Directions for this task:
Set out each line from the following listing that includes the word "ServiceNowOAuth".

☆ ☆ ☆

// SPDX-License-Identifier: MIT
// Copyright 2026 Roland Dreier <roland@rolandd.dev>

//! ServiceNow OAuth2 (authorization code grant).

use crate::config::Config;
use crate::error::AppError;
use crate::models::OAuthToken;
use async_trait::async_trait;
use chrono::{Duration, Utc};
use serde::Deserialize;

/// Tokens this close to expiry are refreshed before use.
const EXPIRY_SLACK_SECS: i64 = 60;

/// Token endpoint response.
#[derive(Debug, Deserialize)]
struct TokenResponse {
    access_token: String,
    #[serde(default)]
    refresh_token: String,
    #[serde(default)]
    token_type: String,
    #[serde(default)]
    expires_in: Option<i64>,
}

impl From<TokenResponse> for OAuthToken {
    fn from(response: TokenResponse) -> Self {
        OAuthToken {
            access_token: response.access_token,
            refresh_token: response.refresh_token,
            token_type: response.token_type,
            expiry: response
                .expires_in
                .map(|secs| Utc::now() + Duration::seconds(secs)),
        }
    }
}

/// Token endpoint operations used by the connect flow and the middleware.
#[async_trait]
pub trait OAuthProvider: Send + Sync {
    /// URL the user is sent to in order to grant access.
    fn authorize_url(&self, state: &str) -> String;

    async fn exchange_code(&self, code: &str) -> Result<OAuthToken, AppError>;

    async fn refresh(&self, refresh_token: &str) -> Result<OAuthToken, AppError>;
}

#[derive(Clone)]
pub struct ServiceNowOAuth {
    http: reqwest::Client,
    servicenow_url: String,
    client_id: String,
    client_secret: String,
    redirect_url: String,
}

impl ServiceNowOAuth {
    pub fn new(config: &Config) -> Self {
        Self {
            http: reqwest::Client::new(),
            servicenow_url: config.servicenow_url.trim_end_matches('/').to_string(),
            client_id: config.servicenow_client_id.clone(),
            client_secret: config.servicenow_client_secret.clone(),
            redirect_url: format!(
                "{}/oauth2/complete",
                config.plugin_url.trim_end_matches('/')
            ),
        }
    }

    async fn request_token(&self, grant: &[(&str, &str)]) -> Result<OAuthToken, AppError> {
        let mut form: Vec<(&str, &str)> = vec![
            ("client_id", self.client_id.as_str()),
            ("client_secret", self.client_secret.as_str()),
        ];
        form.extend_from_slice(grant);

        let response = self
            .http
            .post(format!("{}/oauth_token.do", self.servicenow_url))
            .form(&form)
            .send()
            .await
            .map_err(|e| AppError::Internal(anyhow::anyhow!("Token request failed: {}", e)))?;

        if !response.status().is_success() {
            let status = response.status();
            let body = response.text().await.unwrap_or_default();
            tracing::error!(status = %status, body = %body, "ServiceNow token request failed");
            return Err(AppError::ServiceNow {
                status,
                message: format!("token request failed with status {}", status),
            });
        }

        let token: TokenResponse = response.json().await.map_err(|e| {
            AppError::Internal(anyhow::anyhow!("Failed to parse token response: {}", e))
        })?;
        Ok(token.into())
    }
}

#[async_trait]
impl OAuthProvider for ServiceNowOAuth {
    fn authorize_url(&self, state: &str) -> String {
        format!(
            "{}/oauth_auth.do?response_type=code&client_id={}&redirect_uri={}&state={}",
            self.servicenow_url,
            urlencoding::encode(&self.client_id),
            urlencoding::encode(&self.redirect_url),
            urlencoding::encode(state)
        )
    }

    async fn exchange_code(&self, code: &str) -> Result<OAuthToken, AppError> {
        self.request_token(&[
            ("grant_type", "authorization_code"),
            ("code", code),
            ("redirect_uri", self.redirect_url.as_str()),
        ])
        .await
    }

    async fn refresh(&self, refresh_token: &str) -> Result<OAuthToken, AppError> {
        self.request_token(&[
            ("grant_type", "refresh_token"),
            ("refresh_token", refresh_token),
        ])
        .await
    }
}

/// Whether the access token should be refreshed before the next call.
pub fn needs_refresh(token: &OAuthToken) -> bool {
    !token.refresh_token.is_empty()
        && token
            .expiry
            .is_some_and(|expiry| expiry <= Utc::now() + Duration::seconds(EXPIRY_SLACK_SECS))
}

☆ ☆ ☆

Solved exercise:
pub struct ServiceNowOAuth {
impl ServiceNowOAuth {
impl OAuthProvider for ServiceNowOAuth {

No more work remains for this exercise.